Description of the reference symbols

1. 230 adhesive sheet

1A adhesive surface, first adhesive surface

1B adhesive surface, second adhesive surface

21. Adhesive layer

21A adhesive surface, first adhesive surface

21B adhesive surface, second adhesive surface

31. 32 Release liner

41. First member

42. Second member

50. Structural body

100. Portable electronic device

200. Display device

220. Display unit

240. A support portion.

Claims

1. An adhesive sheet having an adhesive layer, wherein,

the adhesive layer comprises at least two colorants,

the total light transmittance of the adhesive sheet is 5% or more, and

the haze value of the adhesive layer is 20 or more.

2. The adhesive sheet according to claim 1, wherein the total light transmittance of the adhesive layer is 5% or more and 50% or less.

3. The adhesive sheet according to claim 1 or 2, wherein the total content of the colorants in the adhesive layer is less than 20 wt%.

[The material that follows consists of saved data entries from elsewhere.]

use tracing_subscriber::EnvFilter;

use crate::config::LogFormat;

/// Installs the global subscriber; `RUST_LOG` overrides the `info` default.
/// A second call is a no-op.
pub fn init_logging(format: LogFormat) {
    let filter = EnvFilter::try_from_default_env().unwrap_or_else(|_| EnvFilter::new("info"));

    let builder = tracing_subscriber::fmt().with_env_filter(filter);
    let _ = match format {
        LogFormat::Json => builder.json().try_init(),
        LogFormat::Pretty => builder.pretty().try_init(),
    };
}
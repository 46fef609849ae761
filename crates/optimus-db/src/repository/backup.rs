//! SurrealDB implementation of [`BackupRepository`].

use std::collections::BTreeMap;

use chrono::{DateTime, Utc};
use optimus_core::error::OptimusResult;
use optimus_core::models::backup::{Backup, ENTITY_BACKUP};
use optimus_core::models::resource::Store;
use optimus_core::models::tenant::Tenant;
use optimus_core::repository::BackupRepository;
use surrealdb::{Connection, Surreal};
use surrealdb_types::SurrealValue;
use uuid::Uuid;

use crate::error::DbError;

/// DB-side row struct that includes the record ID via `meta::id(id)`.
#[derive(Debug, SurrealValue)]
struct BackupRowWithId {
    record_id: String,
    store: String,
    project_name: String,
    namespace_name: String,
    description: String,
    resource_names: Vec<String>,
    config: serde_json::Value,
    created_at: DateTime<Utc>,
}

impl BackupRowWithId {
    fn try_into_backup(self) -> Result<Backup, DbError> {
        let id = Uuid::parse_str(&self.record_id)
            .map_err(|e| DbError::Decode(format!("invalid backup UUID: {e}")))?;
        let store: Store = self
            .store
            .parse()
            .map_err(|e| DbError::Decode(format!("backup {id}: {e}")))?;
        let tenant = Tenant::new(&self.project_name, &self.namespace_name)
            .map_err(|e| DbError::Decode(format!("backup {id}: {e}")))?;
        let config: BTreeMap<String, String> = serde_json::from_value(self.config)
            .map_err(|e| DbError::Decode(format!("backup {id}: invalid config: {e}")))?;

        let mut backup = Backup::new(
            store,
            tenant,
            self.resource_names,
            self.description,
            self.created_at,
            config,
        )
        .map_err(|e| DbError::Decode(format!("backup {id}: {e}")))?;
        backup
            .update_id(id)
            .map_err(|e| DbError::Decode(format!("backup {id}: {e}")))?;
        Ok(backup)
    }
}

/// SurrealDB implementation of the Backup repository.
#[derive(Clone)]
pub struct SurrealBackupRepository<C: Connection> {
    db: Surreal<C>,
}

impl<C: Connection> SurrealBackupRepository<C> {
    pub fn new(db: Surreal<C>) -> Self {
        Self { db }
    }
}

impl<C: Connection> BackupRepository for SurrealBackupRepository<C> {
    async fn create(&self, backup: &Backup) -> OptimusResult<Uuid> {
        let id = Uuid::new_v4();
        let config = serde_json::to_value(backup.config())
            .map_err(|e| DbError::Decode(format!("invalid backup config: {e}")))?;

        let result = self
            .db
            .query(
                "CREATE type::record('backup', $id) SET \
                 store = $store, project_name = $project_name, \
                 namespace_name = $namespace_name, \
                 description = $description, \
                 resource_names = $resource_names, \
                 config = $config, created_at = $created_at",
            )
            .bind(("id", id.to_string()))
            .bind(("store", backup.store().as_str().to_string()))
            .bind(("project_name", backup.tenant().project_name().to_string()))
            .bind(("namespace_name", backup.tenant().namespace_name().to_string()))
            .bind(("description", backup.description().to_string()))
            .bind(("resource_names", backup.resource_names().to_vec()))
            .bind(("config", config))
            .bind(("created_at", backup.created_at()))
            .await
            .map_err(DbError::from)?;

        result
            .check()
            .map_err(|e| DbError::Query(e.to_string()))?;

        Ok(id)
    }

    async fn get_by_id(&self, tenant: &Tenant, store: Store, id: Uuid) -> OptimusResult<Backup> {
        let mut result = self
            .db
            .query(
                "SELECT meta::id(id) AS record_id, * \
                 FROM type::record('backup', $id) \
                 WHERE project_name = $project_name \
                 AND namespace_name = $namespace_name \
                 AND store = $store",
            )
            .bind(("id", id.to_string()))
            .bind(("project_name", tenant.project_name().to_string()))
            .bind(("namespace_name", tenant.namespace_name().to_string()))
            .bind(("store", store.as_str().to_string()))
            .await
            .map_err(DbError::from)?;

        let rows: Vec<BackupRowWithId> = result.take(0).map_err(DbError::from)?;
        let row = rows.into_iter().next().ok_or_else(|| DbError::NotFound {
            entity: ENTITY_BACKUP.into(),
            id: id.to_string(),
        })?;

        Ok(row.try_into_backup()?)
    }

    async fn get_all(&self, tenant: &Tenant, store: Store) -> OptimusResult<Vec<Backup>> {
        let mut result = self
            .db
            .query(
                "SELECT meta::id(id) AS record_id, * FROM backup \
                 WHERE project_name = $project_name \
                 AND namespace_name = $namespace_name \
                 AND store = $store \
                 ORDER BY created_at DESC",
            )
            .bind(("project_name", tenant.project_name().to_string()))
            .bind(("namespace_name", tenant.namespace_name().to_string()))
            .bind(("store", store.as_str().to_string()))
            .await
            .map_err(DbError::from)?;

        let rows: Vec<BackupRowWithId> = result.take(0).map_err(DbError::from)?;
        let backups = rows
            .into_iter()
            .map(BackupRowWithId::try_into_backup)
            .collect::<Result<Vec<_>, _>>()?;
        Ok(backups)
    }
}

4. The adhesive sheet according to any one of claims 1 to 3, wherein the adhesive layer comprises a black colorant as a first colorant and a metal oxide as a second colorant.

5. The adhesive sheet according to claim 4, wherein the weight ratio (C1/C2) of the amount C1 of the first colorant to the amount C2 of the second colorant is in the range of 0.003 to 0.30.

6. The adhesive sheet according to any one of claims 1 to 5, wherein the adhesive layer is an acrylic adhesive layer comprising an acrylic polymer as a base polymer.

7. The adhesive sheet according to any one of claims 1 to 6, wherein the adhesive sheet has a 180-degree peel strength to a stainless steel plate of 12N/25mm or more as measured according to JIS Z0237.

8. The adhesive sheet according to any one of claims 1 to 7, wherein the adhesive sheet is a substrate-less double-sided adhesive sheet comprising the adhesive layer.

9. The adhesive sheet according to any one of claims 1 to 8, wherein the adhesive sheet is used for fixing a member in a portable electronic device.

10. A display device, the display device comprising: a support part and a display part including a cover member and an organic EL unit, wherein,

an adhesive sheet is adhered to the support portion,

the adhesive sheet has an adhesive layer containing at least two colorants,

the total light transmittance of the adhesive sheet is 5% or more, and

the haze value of the adhesive layer is 20 or more.

11. A structure having a metal member and an adhesive sheet covering at least a part of a surface of the metal member, wherein,

the adhesive sheet has an adhesive layer containing at least two colorants,

the adhesive sheet has a total light transmittance of 5% or more, and

the adhesive layer has a haze value of 20 or more.

12. An adhesive sheet with a light-transmitting member, the adhesive sheet with a light-transmitting member comprising: a double-sided adhesive-type adhesive sheet and a member having light transmittance, wherein,

one surface of the adhesive sheet is adhered to the light-transmitting member,

the adhesive sheet has an adhesive layer containing at least two colorants,

the total light transmittance of the adhesive sheet is 5% or more, and

the haze value of the adhesive layer is 20 or more.